*** Opening Given data ***

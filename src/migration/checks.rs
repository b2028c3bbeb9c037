//! Per-key predicates of the migration jobs

use async_trait::async_trait;
use tracing::info;

use crate::chain::{
    decode_balance, runtime_api, Balance, BoolCodec, ChainClient, Collection, Key, Operation,
};
use crate::error::Result;

use super::scanner::MigrationCheck;

async fn predicate<C: ChainClient + ?Sized>(chain: &C, method: &str, key: &Key) -> Result<bool> {
    let output = chain.call(method, key.as_bytes()).await?;
    Ok(BoolCodec::decode(&output)?.into())
}

async fn amount<C: ChainClient + ?Sized>(chain: &C, method: &str, key: &Key) -> Result<Balance> {
    let output = chain.call(method, key.as_bytes()).await?;
    decode_balance(&output)
}

/// Nomination pools moving to delegated stake
pub struct PoolMigration<'a, C: ChainClient + ?Sized> {
    chain: &'a C,
}

impl<'a, C: ChainClient + ?Sized> PoolMigration<'a, C> {
    pub fn new(chain: &'a C) -> Self {
        Self { chain }
    }
}

#[async_trait]
impl<'a, C: ChainClient + ?Sized> MigrationCheck for PoolMigration<'a, C> {
    fn name(&self) -> &'static str {
        "pool"
    }

    fn collection(&self) -> Collection {
        Collection::BondedPools
    }

    async fn needs_migration(&self, key: &Key) -> Result<bool> {
        predicate(self.chain, runtime_api::POOL_NEEDS_DELEGATE_MIGRATION, key).await
    }

    async fn has_pending_slash(&self, key: &Key) -> Result<bool> {
        let pending = amount(self.chain, runtime_api::POOL_PENDING_SLASH, key).await?;
        if pending > 0 {
            info!("Pool {} has a pending slash of {}", key, pending);
        }
        Ok(pending > 0)
    }

    fn migration(&self, key: &Key) -> Result<Operation> {
        Ok(Operation::MigratePool {
            pool_id: key.pool_id()?,
        })
    }
}

/// Pool members moving to delegated stake
pub struct MemberMigration<'a, C: ChainClient + ?Sized> {
    chain: &'a C,
    existential_deposit: Balance,
}

impl<'a, C: ChainClient + ?Sized> MemberMigration<'a, C> {
    pub fn new(chain: &'a C, existential_deposit: Balance) -> Self {
        Self {
            chain,
            existential_deposit,
        }
    }
}

#[async_trait]
impl<'a, C: ChainClient + ?Sized> MigrationCheck for MemberMigration<'a, C> {
    fn name(&self) -> &'static str {
        "member"
    }

    fn collection(&self) -> Collection {
        Collection::PoolMembers
    }

    /// Free balance under the existential deposit
    async fn is_balance_low(&self, key: &Key) -> Result<bool> {
        let info = self.chain.account(&key.account()?).await?;
        Ok(info.free < self.existential_deposit)
    }

    /// Members that are also bonded stashes stake on their own
    async fn is_staking_directly(&self, key: &Key) -> Result<bool> {
        let controller = self.chain.bonded_controller(&key.account()?).await?;
        Ok(controller.is_some())
    }

    async fn needs_migration(&self, key: &Key) -> Result<bool> {
        predicate(self.chain, runtime_api::MEMBER_NEEDS_DELEGATE_MIGRATION, key).await
    }

    async fn has_pending_slash(&self, key: &Key) -> Result<bool> {
        let pending = amount(self.chain, runtime_api::MEMBER_PENDING_SLASH, key).await?;
        Ok(pending > 0)
    }

    fn migration(&self, key: &Key) -> Result<Operation> {
        Ok(Operation::MigrateDelegation {
            member: key.account()?,
        })
    }

    fn slash(&self, key: &Key) -> Result<Option<Operation>> {
        Ok(Some(Operation::ApplySlash {
            member: key.account()?,
        }))
    }
}

/// Stakers still holding the legacy `staking ` lock
pub struct CurrencyMigration<'a, C: ChainClient + ?Sized> {
    chain: &'a C,
}

impl<'a, C: ChainClient + ?Sized> CurrencyMigration<'a, C> {
    pub fn new(chain: &'a C) -> Self {
        Self { chain }
    }
}

#[async_trait]
impl<'a, C: ChainClient + ?Sized> MigrationCheck for CurrencyMigration<'a, C> {
    fn name(&self) -> &'static str {
        "staker"
    }

    fn collection(&self) -> Collection {
        Collection::StakingBonded
    }

    async fn needs_migration(&self, key: &Key) -> Result<bool> {
        let stash = key.account()?;
        let locked = self
            .chain
            .balance_locks(&stash)
            .await?
            .iter()
            .any(|lock| lock.is_staking());
        if !locked {
            return Ok(false);
        }
        // virtual stakers never had a currency lock to migrate
        Ok(!self.chain.is_virtual_staker(&stash).await?)
    }

    fn migration(&self, key: &Key) -> Result<Operation> {
        Ok(Operation::MigrateCurrency {
            stash: key.account()?,
        })
    }
}
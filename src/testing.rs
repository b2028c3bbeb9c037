//! In-memory chain used by unit tests

use async_trait::async_trait;
use std::collections::{BTreeMap, BTreeSet, HashMap, HashSet};
use std::sync::Mutex;
use subxt::utils::H256;

use crate::chain::{
    AccountId, AccountInfo, Balance, BalanceLock, ChainClient, Collection, Key, Operation,
    Snapshot, TxHash,
};
use crate::error::{Error, Result};
use crate::wallet::keyring::{Identity, MasterSecret};

/// Well-known development phrase
pub const DEV_PHRASE: &str =
    "bottom drive obey lake curtain smoke basket hold race lonely fit walk";

pub fn dev_secret() -> MasterSecret {
    MasterSecret::new(DEV_PHRASE)
}

/// A recorded submission
#[derive(Debug, Clone, PartialEq)]
pub struct Submission {
    pub signer: AccountId,
    pub operations: Vec<Operation>,
    pub batched: bool,
}

pub struct MockChain {
    snapshot: Snapshot,
    pub keys: HashMap<Collection, Vec<Key>>,
    pub calls: HashMap<(String, Vec<u8>), Vec<u8>>,
    pub failing_calls: HashSet<(String, Vec<u8>)>,
    pub failing_accounts: BTreeSet<AccountId>,
    pub refs: BTreeMap<AccountId, (u32, u32)>,
    pub locks: BTreeMap<AccountId, Vec<BalanceLock>>,
    pub virtual_stakers: BTreeSet<AccountId>,
    pub bonded: BTreeMap<AccountId, AccountId>,
    pub existential_deposit: Balance,
    pub connection_lost: bool,
    pub reject_submissions: bool,
    balances: Mutex<BTreeMap<AccountId, Balance>>,
    submissions: Mutex<Vec<Submission>>,
}

impl MockChain {
    pub fn new() -> Self {
        Self {
            snapshot: Snapshot {
                number: 100,
                hash: H256::zero(),
            },
            keys: HashMap::new(),
            calls: HashMap::new(),
            failing_calls: HashSet::new(),
            failing_accounts: BTreeSet::new(),
            refs: BTreeMap::new(),
            locks: BTreeMap::new(),
            virtual_stakers: BTreeSet::new(),
            bonded: BTreeMap::new(),
            existential_deposit: 10,
            connection_lost: false,
            reject_submissions: false,
            balances: Mutex::new(BTreeMap::new()),
            submissions: Mutex::new(Vec::new()),
        }
    }

    /// Answer `method(key)` with a one-byte boolean
    pub fn with_predicate(mut self, method: &str, key: &Key, value: bool) -> Self {
        self.calls.insert(
            (method.to_string(), key.as_bytes().to_vec()),
            vec![value as u8],
        );
        self
    }

    /// Answer `method(key)` with a SCALE `u128`
    pub fn with_amount(mut self, method: &str, key: &Key, amount: Balance) -> Self {
        self.calls.insert(
            (method.to_string(), key.as_bytes().to_vec()),
            amount.to_le_bytes().to_vec(),
        );
        self
    }

    pub fn with_keys(mut self, collection: Collection, keys: Vec<Key>) -> Self {
        self.keys.insert(collection, keys);
        self
    }

    pub fn set_balance(&self, account: &AccountId, balance: Balance) {
        if let Ok(mut balances) = self.balances.lock() {
            balances.insert(account.clone(), balance);
        }
    }

    pub fn balance(&self, account: &AccountId) -> Balance {
        self.balances
            .lock()
            .map(|b| b.get(account).copied().unwrap_or(0))
            .unwrap_or(0)
    }

    /// Fund every signer of a pool generously
    pub fn fund_all<'a>(&self, signers: impl Iterator<Item = &'a Identity>) {
        for signer in signers {
            self.set_balance(signer.account(), 1_000_000_000);
        }
    }

    pub fn submissions(&self) -> Vec<Submission> {
        self.submissions
            .lock()
            .map(|s| s.clone())
            .unwrap_or_default()
    }

    fn apply(&self, operation: &Operation, signer: &AccountId) {
        let Ok(mut balances) = self.balances.lock() else {
            return;
        };
        match operation {
            Operation::TransferKeepAlive { dest, value } => {
                let from = balances.get(signer).copied().unwrap_or(0);
                balances.insert(signer.clone(), from.saturating_sub(*value));
                *balances.entry(dest.clone()).or_insert(0) += *value;
            }
            Operation::TransferAll { dest, .. } => {
                let amount = balances.insert(signer.clone(), 0).unwrap_or(0);
                *balances.entry(dest.clone()).or_insert(0) += amount;
            }
            _ => {}
        }
    }

    fn record(&self, operations: Vec<Operation>, signer: &Identity, batched: bool) -> Result<TxHash> {
        if self.reject_submissions {
            return Err(Error::Submission("rejected by mock".to_string()));
        }
        for operation in &operations {
            self.apply(operation, signer.account());
        }
        let mut submissions = self
            .submissions
            .lock()
            .map_err(|e| Error::Submission(e.to_string()))?;
        submissions.push(Submission {
            signer: signer.account().clone(),
            operations,
            batched,
        });
        Ok(H256::from_low_u64_be(submissions.len() as u64))
    }

    fn check_connection(&self) -> Result<()> {
        if self.connection_lost {
            return Err(Error::RpcConnection("mock connection lost".to_string()));
        }
        Ok(())
    }

    fn check_account(&self, account: &AccountId) -> Result<()> {
        self.check_connection()?;
        if self.failing_accounts.contains(account) {
            return Err(Error::Decode("balance exceeds representable range".to_string()));
        }
        Ok(())
    }
}

/// `false` for predicates, zero for amounts
fn default_output(method: &str) -> Vec<u8> {
    if method.ends_with("pending_slash") {
        0u128.to_le_bytes().to_vec()
    } else {
        vec![0]
    }
}

#[async_trait]
impl ChainClient for MockChain {
    fn snapshot(&self) -> &Snapshot {
        &self.snapshot
    }

    async fn keys(&self, collection: Collection) -> Result<Vec<Key>> {
        self.check_connection()?;
        Ok(self.keys.get(&collection).cloned().unwrap_or_default())
    }

    async fn call(&self, method: &str, args: &[u8]) -> Result<Vec<u8>> {
        self.check_connection()?;
        let lookup = (method.to_string(), args.to_vec());
        if self.failing_calls.contains(&lookup) {
            return Err(Error::Rpc(format!("{} failed", method)));
        }
        Ok(self
            .calls
            .get(&lookup)
            .cloned()
            .unwrap_or_else(|| default_output(method)))
    }

    async fn account(&self, account: &AccountId) -> Result<AccountInfo> {
        self.check_account(account)?;
        let (providers, consumers) = self.refs.get(account).copied().unwrap_or((1, 0));
        Ok(AccountInfo {
            providers,
            consumers,
            free: self.balance(account),
            ..AccountInfo::default()
        })
    }

    async fn balance_locks(&self, account: &AccountId) -> Result<Vec<BalanceLock>> {
        self.check_account(account)?;
        Ok(self.locks.get(account).cloned().unwrap_or_default())
    }

    async fn is_virtual_staker(&self, account: &AccountId) -> Result<bool> {
        self.check_account(account)?;
        Ok(self.virtual_stakers.contains(account))
    }

    async fn bonded_controller(&self, stash: &AccountId) -> Result<Option<AccountId>> {
        self.check_connection()?;
        Ok(self.bonded.get(stash).cloned())
    }

    async fn existential_deposit(&self) -> Result<Balance> {
        self.check_connection()?;
        Ok(self.existential_deposit)
    }

    async fn submit(&self, operation: &Operation, signer: &Identity) -> Result<TxHash> {
        self.record(vec![operation.clone()], signer, false)
    }

    async fn submit_batch(&self, operations: &[Operation], signer: &Identity) -> Result<TxHash> {
        self.record(operations.to_vec(), signer, true)
    }
}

*** Closing Given data ***

Lines that contain "value" are to be copied from the records above.

    pub fn with_predicate(mut self, method: &str, key: &Key, value: bool) -> Self {
            vec![value as u8],
            Operation::TransferKeepAlive { dest, value } => {
                balances.insert(signer.clone(), from.saturating_sub(*value));
                *balances.entry(dest.clone()).or_insert(0) += *value;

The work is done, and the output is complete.